## YOUR TASK
Take each line from the entries that holds "filename" and copy it out.

********

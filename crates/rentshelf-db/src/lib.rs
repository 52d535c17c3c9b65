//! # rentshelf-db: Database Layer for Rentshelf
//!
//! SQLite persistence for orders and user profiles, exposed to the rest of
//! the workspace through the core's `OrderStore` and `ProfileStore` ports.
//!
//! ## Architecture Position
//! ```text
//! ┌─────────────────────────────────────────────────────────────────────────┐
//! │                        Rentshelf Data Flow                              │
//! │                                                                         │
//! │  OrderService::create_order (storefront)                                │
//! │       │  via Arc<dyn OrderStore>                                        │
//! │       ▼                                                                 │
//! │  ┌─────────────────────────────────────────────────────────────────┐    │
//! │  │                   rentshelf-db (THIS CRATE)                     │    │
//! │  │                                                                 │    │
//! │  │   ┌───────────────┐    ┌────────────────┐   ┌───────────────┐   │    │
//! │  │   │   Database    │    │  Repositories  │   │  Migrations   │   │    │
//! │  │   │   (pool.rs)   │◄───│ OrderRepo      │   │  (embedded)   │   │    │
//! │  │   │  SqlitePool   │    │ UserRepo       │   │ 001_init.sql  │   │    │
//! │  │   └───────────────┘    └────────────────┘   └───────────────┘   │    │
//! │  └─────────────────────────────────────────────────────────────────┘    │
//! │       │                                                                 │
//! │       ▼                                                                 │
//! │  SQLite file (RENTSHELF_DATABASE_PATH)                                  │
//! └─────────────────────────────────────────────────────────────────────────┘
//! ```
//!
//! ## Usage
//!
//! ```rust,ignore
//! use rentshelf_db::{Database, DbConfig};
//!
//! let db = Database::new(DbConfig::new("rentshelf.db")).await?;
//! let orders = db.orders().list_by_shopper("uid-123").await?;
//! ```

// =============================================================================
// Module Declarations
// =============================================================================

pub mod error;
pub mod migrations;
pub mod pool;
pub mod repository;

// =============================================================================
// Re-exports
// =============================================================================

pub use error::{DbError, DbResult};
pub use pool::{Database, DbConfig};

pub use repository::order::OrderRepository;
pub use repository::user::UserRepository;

********

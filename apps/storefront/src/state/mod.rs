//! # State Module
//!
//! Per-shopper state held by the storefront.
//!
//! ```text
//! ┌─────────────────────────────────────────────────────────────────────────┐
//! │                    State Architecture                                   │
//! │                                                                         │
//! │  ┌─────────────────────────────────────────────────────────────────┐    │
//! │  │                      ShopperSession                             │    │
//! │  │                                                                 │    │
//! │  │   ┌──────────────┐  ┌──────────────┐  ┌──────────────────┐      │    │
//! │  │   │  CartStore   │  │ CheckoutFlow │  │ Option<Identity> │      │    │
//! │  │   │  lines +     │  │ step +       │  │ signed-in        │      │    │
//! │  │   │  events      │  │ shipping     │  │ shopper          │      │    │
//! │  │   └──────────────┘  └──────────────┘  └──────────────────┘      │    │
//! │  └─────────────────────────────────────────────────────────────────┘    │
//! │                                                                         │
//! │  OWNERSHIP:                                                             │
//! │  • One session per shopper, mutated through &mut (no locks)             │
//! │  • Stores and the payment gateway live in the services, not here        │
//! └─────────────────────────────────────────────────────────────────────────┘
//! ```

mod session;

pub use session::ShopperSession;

********

## EXERCISE RESULT
filename crates/rentshelf-db/src/lib.rs
filename apps/storefront/src/state/mod.rs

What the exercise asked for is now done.